Hopefully it is now clear why I characterize these errors as a blend of success and failure. Participants in the DRM appear to both forget and remember what was on the list. When a participant claims to recognize FRUIT, she errs. But to claim that FRUIT and JUICE were on the list, while RADIO was not, relies on successful retention of the list-learning event.
I argue that DRM errors are instances of misremembering, which I define as follows:
Misremembering is a memory error that relies on successful retention of the targeted event. When a person misremembers, her report is inaccurate and yet the error is explicable only on the assumption that she has retained information from the event that her representation mischaracterizes.
Misremembering errors do not require a laboratory. They are familiar from everyday experience. When reflecting on a past party, you might recall that your aunt arrived late when it was actually your cousin, or that this was the occasion when your aunt told a particularly funny story, when this actually occurred at a different gathering.
With a clear understanding of these errors to hand, my next task in the paper is to see whether either of the two standard approaches to memory—the Archival View and the Constructive View—can explain these errors.
The Archival View is the traditional, default view of memory, according to which memory is a preservative capacity directed at the past. The view is shaped around the assumption that—at least some of the time—we form and retain discrete representations of our past experiences. This account does well at capturing what happens in cases of remembering, but Archivalists struggle to accommodate DRM errors because they are at a loss to explain how one could retain information from a past event and yet fail to produce an accurate representation of that event when remembering. If I have stored the list of words, so I can recognize JUICE and reject RADIO, then why would I also then err and “recognize” FRUIT?
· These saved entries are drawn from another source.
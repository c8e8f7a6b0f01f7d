use serde_json::json;
use uuid::Uuid;

use doctor_cell::models::{CreateBillDto, DoctorProfile, DoctorRow};
use shared_models::domain::Gender;

fn sample_row() -> DoctorRow {
    DoctorRow {
        id: Uuid::nil(),
        name: "Dr. Binh".to_string(),
        email: "binh@clinic.test".to_string(),
        phone: "0901234567".to_string(),
        gender: Gender::Female,
        address: "12 Hang Bai".to_string(),
        avatar: None,
        description: Some("Cardiologist".to_string()),
        clinic_name: "Central Clinic".to_string(),
        clinic_address: "1 Trang Tien".to_string(),
        clinic_description: None,
        clinic_image: None,
        specialization_name: "Cardiology".to_string(),
        specialization_description: Some("Heart".to_string()),
    }
}

#[test]
fn doctor_profile_nests_clinic_and_specialization() {
    let profile = DoctorProfile::from(sample_row());
    let value = serde_json::to_value(&profile).unwrap();

    assert_eq!(value["name"], json!("Dr. Binh"));
    assert_eq!(value["clinic"]["name"], json!("Central Clinic"));
    assert_eq!(value["clinic"]["address"], json!("1 Trang Tien"));
    assert_eq!(value["specialization"]["name"], json!("Cardiology"));
}

#[test]
fn bill_dto_accepts_frontend_payload() {
    let dto: CreateBillDto = serde_json::from_value(json!({
        "patientId": "11111111-2222-3333-4444-555555555555",
        "scheduleId": "66666666-7777-8888-9999-aaaaaaaaaaaa"
    }))
    .unwrap();

    assert_eq!(
        dto.patient_id,
        Uuid::parse_str("11111111-2222-3333-4444-555555555555").unwrap()
    );
}
use std::net::SocketAddr;
use std::sync::Arc;

use dotenv::dotenv;
use tokio::net::TcpListener;
use tower_http::cors::CorsLayer;
use tower_http::trace::{self, TraceLayer};
use tracing::{error, info, Level};
use tracing_subscriber::{layer::SubscriberExt, util::SubscriberInitExt};

use axum::http::{header, HeaderValue, Method};

mod router;

use shared_config::AppConfig;
use shared_database::AppState;

#[tokio::main]
async fn main() {
    // Loading Env Vars
    dotenv().ok();

    // Initialize tracing
    tracing_subscriber::registry()
        .with(tracing_subscriber::EnvFilter::new(
            std::env::var("RUST_LOG").unwrap_or_else(|_| "info,tower_http=debug".into()),
        ))
        .with(tracing_subscriber::fmt::layer())
        .init();

    info!("Starting DoctorCare API server");

    // Load configuration
    let config = Arc::new(AppConfig::from_env());

    // Connect to Postgres and run migrations
    let db = match shared_database::connect(&config).await {
        Ok(pool) => pool,
        Err(err) => {
            error!("Database connection failed: {}", err);
            std::process::exit(1);
        }
    };

    // The refresh cookie needs credentialed CORS, so origins are explicit
    let origins: Vec<HeaderValue> = config
        .cors_origins
        .iter()
        .filter_map(|o| o.parse().ok())
        .collect();
    let cors = CorsLayer::new()
        .allow_origin(origins)
        .allow_methods([Method::GET, Method::POST, Method::PUT, Method::DELETE])
        .allow_headers([header::AUTHORIZATION, header::CONTENT_TYPE])
        .allow_credentials(true);

    let port = config.port;
    let state = AppState::new(config, db);

    // Build the application router
    let app = router::create_router(state)
        .layer(
            TraceLayer::new_for_http()
                .make_span_with(trace::DefaultMakeSpan::new().level(Level::INFO))
                .on_response(trace::DefaultOnResponse::new().level(Level::INFO)),
        )
        .layer(cors);

    // Run the server
    let addr = SocketAddr::from(([0, 0, 0, 0], port));
    info!("Listening on {}", addr);

    let listener = match TcpListener::bind(addr).await {
        Ok(listener) => listener,
        Err(err) => {
            error!("Failed to bind {}: {}", addr, err);
            std::process::exit(1);
        }
    };

    if let Err(err) = axum::serve(listener, app).await {
        error!("Server error: {}", err);
        std::process::exit(1);
    }
}
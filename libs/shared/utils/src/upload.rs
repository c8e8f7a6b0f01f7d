use std::path::Path;

use axum::extract::Multipart;
use uuid::Uuid;

use shared_models::error::AppError;

const ALLOWED_TYPES: [&str; 3] = ["image/jpeg", "image/jpg", "image/png"];

pub const MAX_IMAGE_SIZE: usize = 2 * 1024 * 1024;

/// Body cap for upload routes. Leaves headroom over [`MAX_IMAGE_SIZE`] for
/// multipart framing so an oversized image reaches the size check here
/// instead of tripping the framework's generic body limit.
pub const UPLOAD_BODY_LIMIT: usize = MAX_IMAGE_SIZE + 64 * 1024;

fn extension_for(content_type: &str) -> &'static str {
    match content_type {
        "image/png" => ".png",
        _ => ".jpg",
    }
}

/// Pull the named image field out of a multipart body, validate type and
/// size, and persist it under `upload_dir/subdir` with a random filename.
/// Returns the stored filename.
pub async fn save_image(
    mut multipart: Multipart,
    field_name: &str,
    upload_dir: &str,
    subdir: &str,
) -> Result<String, AppError> {
    while let Some(field) = multipart
        .next_field()
        .await
        .map_err(|e| AppError::BadRequest(format!("Invalid multipart body: {}", e)))?
    {
        if field.name() != Some(field_name) {
            continue;
        }

        let content_type = field
            .content_type()
            .map(|c| c.to_string())
            .ok_or_else(|| AppError::BadRequest("Missing file content type".to_string()))?;

        if !ALLOWED_TYPES.contains(&content_type.as_str()) {
            return Err(AppError::BadRequest(
                "File type not allowed. Only JPG, JPEG and PNG are allowed".to_string(),
            ));
        }

        let data = field
            .bytes()
            .await
            .map_err(|e| AppError::BadRequest(format!("Failed to read upload: {}", e)))?;

        if data.len() > MAX_IMAGE_SIZE {
            return Err(AppError::BadRequest(
                "File size too large. Maximum size is 2MB".to_string(),
            ));
        }

        let file_name = format!("{}{}", Uuid::new_v4(), extension_for(&content_type));
        let dir = Path::new(upload_dir).join(subdir);

        tokio::fs::create_dir_all(&dir)
            .await
            .map_err(|e| AppError::Internal(format!("Failed to create upload dir: {}", e)))?;
        tokio::fs::write(dir.join(&file_name), &data)
            .await
            .map_err(|e| AppError::Internal(format!("Failed to store upload: {}", e)))?;

        return Ok(file_name);
    }

    Err(AppError::BadRequest(format!("Missing '{}' file field", field_name)))
}

#[cfg(test)]
mod tests {
    use super::*;

    #[test]
    fn extension_follows_content_type() {
        assert_eq!(extension_for("image/png"), ".png");
        assert_eq!(extension_for("image/jpeg"), ".jpg");
        assert_eq!(extension_for("image/jpg"), ".jpg");
    }
}
use sqlx::{PgPool, Postgres, Transaction};
use tracing::debug;
use uuid::Uuid;

use shared_models::domain::Role;
use shared_models::error::AppError;
use shared_utils::password::hash_password;

use crate::models::{RegisterUserDto, UpdateUserDto, UserListing, UserRow};

pub struct UserService {
    db: PgPool,
}

impl UserService {
    pub fn new(db: &PgPool) -> Self {
        Self { db: db.clone() }
    }

    pub async fn list(&self) -> Result<Vec<UserListing>, AppError> {
        let rows = sqlx::query_as::<_, UserRow>(
            "SELECT u.id, u.name, u.email, u.phone, u.gender, u.role_id,
                    u.description, u.address, u.avatar, u.created_at, u.updated_at,
                    du.clinic_id, c.name AS clinic_name,
                    du.specialization_id, s.name AS specialization_name
             FROM users u
             LEFT JOIN doctor_user du ON du.doctor_id = u.id AND du.is_deleted = FALSE
             LEFT JOIN clinics c ON c.id = du.clinic_id
             LEFT JOIN specializations s ON s.id = du.specialization_id
             WHERE u.is_deleted = FALSE
             ORDER BY u.created_at",
        )
        .fetch_all(&self.db)
        .await?;

        Ok(rows.into_iter().map(UserListing::from).collect())
    }

    pub async fn create(&self, dto: RegisterUserDto) -> Result<Uuid, AppError> {
        let email = dto.email.trim().to_lowercase();

        if Role::from_id(dto.role_id).is_none() {
            return Err(AppError::ValidationError("Unknown role".to_string()));
        }

        let mut tx = self.db.begin().await?;

        let exists: Option<Uuid> =
            sqlx::query_scalar("SELECT id FROM users WHERE email = $1")
                .bind(&email)
                .fetch_optional(&mut *tx)
                .await?;

        if exists.is_some() {
            return Err(AppError::Conflict(format!(
                "Email {} is already registered",
                email
            )));
        }

        let password_hash = hash_password(&dto.password)
            .map_err(|e| AppError::Internal(format!("Password hashing failed: {}", e)))?;

        let user_id: Uuid = sqlx::query_scalar(
            "INSERT INTO users (email, password, name, phone, gender, address,
                                role_id, avatar, description)
             VALUES ($1, $2, $3, $4, $5, $6, $7, $8, $9)
             RETURNING id",
        )
        .bind(&email)
        .bind(&password_hash)
        .bind(&dto.name)
        .bind(&dto.phone)
        .bind(dto.gender)
        .bind(&dto.address)
        .bind(dto.role_id)
        .bind(&dto.avatar)
        .bind(&dto.description)
        .fetch_one(&mut *tx)
        .await?;

        if dto.role_id == Role::Doctor as i32 {
            if let (Some(clinic_id), Some(specialty_id)) = (dto.clinic_id, dto.specialty_id) {
                sqlx::query(
                    "INSERT INTO doctor_user (doctor_id, clinic_id, specialization_id)
                     VALUES ($1, $2, $3)",
                )
                .bind(user_id)
                .bind(clinic_id)
                .bind(specialty_id)
                .execute(&mut *tx)
                .await?;
            }
        }

        tx.commit().await?;
        debug!("Created user {} ({})", user_id, email);

        Ok(user_id)
    }

    pub async fn update(&self, dto: UpdateUserDto) -> Result<(), AppError> {
        let email = dto.email.trim().to_lowercase();

        if Role::from_id(dto.role_id).is_none() {
            return Err(AppError::ValidationError("Unknown role".to_string()));
        }

        let mut tx = self.db.begin().await?;

        let existing_role: Option<i32> =
            sqlx::query_scalar("SELECT role_id FROM users WHERE id = $1 AND is_deleted = FALSE")
                .bind(dto.id)
                .fetch_optional(&mut *tx)
                .await?;

        let existing_role =
            existing_role.ok_or_else(|| AppError::NotFound("User not found".to_string()))?;

        let email_taken: Option<Uuid> =
            sqlx::query_scalar("SELECT id FROM users WHERE email = $1 AND id <> $2")
                .bind(&email)
                .bind(dto.id)
                .fetch_optional(&mut *tx)
                .await?;

        if email_taken.is_some() {
            return Err(AppError::Conflict(format!(
                "Email {} is already registered",
                email
            )));
        }

        self.reconcile_assignment(&mut tx, &dto, existing_role).await?;

        sqlx::query(
            "UPDATE users
             SET email = $2, name = $3, phone = $4, gender = $5, address = $6,
                 role_id = $7, description = $8, updated_at = now() AT TIME ZONE 'utc'
             WHERE id = $1",
        )
        .bind(dto.id)
        .bind(&email)
        .bind(&dto.name)
        .bind(&dto.phone)
        .bind(dto.gender)
        .bind(&dto.address)
        .bind(dto.role_id)
        .bind(&dto.description)
        .execute(&mut *tx)
        .await?;

        tx.commit().await?;

        Ok(())
    }

    /// Keeps the doctor_user row in step with role changes: dropped when the
    /// account stops being a doctor, upserted when it is one with an
    /// assignment.
    async fn reconcile_assignment(
        &self,
        tx: &mut Transaction<'_, Postgres>,
        dto: &UpdateUserDto,
        existing_role: i32,
    ) -> Result<(), AppError> {
        let doctor = Role::Doctor as i32;

        if existing_role == doctor && dto.role_id != doctor {
            sqlx::query("DELETE FROM doctor_user WHERE doctor_id = $1")
                .bind(dto.id)
                .execute(&mut **tx)
                .await?;
            return Ok(());
        }

        if dto.role_id == doctor {
            if let (Some(clinic_id), Some(specialty_id)) = (dto.clinic_id, dto.specialty_id) {
                sqlx::query(
                    "INSERT INTO doctor_user (doctor_id, clinic_id, specialization_id)
                     VALUES ($1, $2, $3)
                     ON CONFLICT (doctor_id, clinic_id, specialization_id) DO NOTHING",
                )
                .bind(dto.id)
                .bind(clinic_id)
                .bind(specialty_id)
                .execute(&mut **tx)
                .await?;

                sqlx::query(
                    "DELETE FROM doctor_user
                     WHERE doctor_id = $1 AND (clinic_id <> $2 OR specialization_id <> $3)",
                )
                .bind(dto.id)
                .bind(clinic_id)
                .bind(specialty_id)
                .execute(&mut **tx)
                .await?;
            }
        }

        Ok(())
    }

    /// Removes an account. For doctors the schedules, their bookings and the
    /// clinic assignment go too, in one transaction.
    pub async fn delete(&self, id: Uuid) -> Result<(), AppError> {
        let mut tx = self.db.begin().await?;

        let role_id: Option<i32> =
            sqlx::query_scalar("SELECT role_id FROM users WHERE id = $1")
                .bind(id)
                .fetch_optional(&mut *tx)
                .await?;

        let role_id = role_id.ok_or_else(|| AppError::NotFound("User not found".to_string()))?;

        if role_id == Role::Doctor as i32 {
            sqlx::query(
                "DELETE FROM patient_schedule
                 WHERE schedule_id IN (SELECT id FROM schedules WHERE doctor_id = $1)",
            )
            .bind(id)
            .execute(&mut *tx)
            .await?;

            sqlx::query("DELETE FROM schedules WHERE doctor_id = $1")
                .bind(id)
                .execute(&mut *tx)
                .await?;

            sqlx::query("DELETE FROM doctor_user WHERE doctor_id = $1")
                .bind(id)
                .execute(&mut *tx)
                .await?;
        }

        sqlx::query("DELETE FROM users WHERE id = $1")
            .bind(id)
            .execute(&mut *tx)
            .await?;

        tx.commit().await?;
        debug!("Deleted user {}", id);

        Ok(())
    }

    pub async fn set_avatar(&self, id: Uuid, file_name: &str) -> Result<(), AppError> {
        sqlx::query(
            "UPDATE users SET avatar = $2, updated_at = now() AT TIME ZONE 'utc' WHERE id = $1",
        )
        .bind(id)
        .bind(file_name)
        .execute(&self.db)
        .await?;

        Ok(())
    }
}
Proponents of the Constructive View argue that memory is a capacity for building (i.e., constructing) representations of past events. Memory still preserves information from the past, but this information is retained in a generalized way; there is no retention of information from particular past events. This enables the Constructivist to explain why memory errors so often involve errors and distortions. But appeal to the various influences on retrieval can only explain so much. The Constructive approach leaves out a key influence on misremembering errors like those of the DRM: information retained from the particular past event. The relationship between FRUIT and JUICE influences participant errors on the task, but so does the particular past event of learning the list.
In the paper, I provide more detail about versions of Constructivism and explore many alternative ways that proponents of each view could explain the DRM effect in particular and misremembering in general. I conclude that neither the Archival or Constructive account can provide a plausible account of these errors.
Fortunately, the explanatory limitations of the Archival and Constructive Views are complementary, which suggests a way forward. I think that explaining misremembering will require a hybrid theory of memory, combining the Archival View’s commitment to retention of discrete memory traces with the Constructive View’s approach to retrieval. In the paper, I only sketch the beginnings of what such an account might look like. Providing a detailed account of this hybrid view is the task of my current and future work.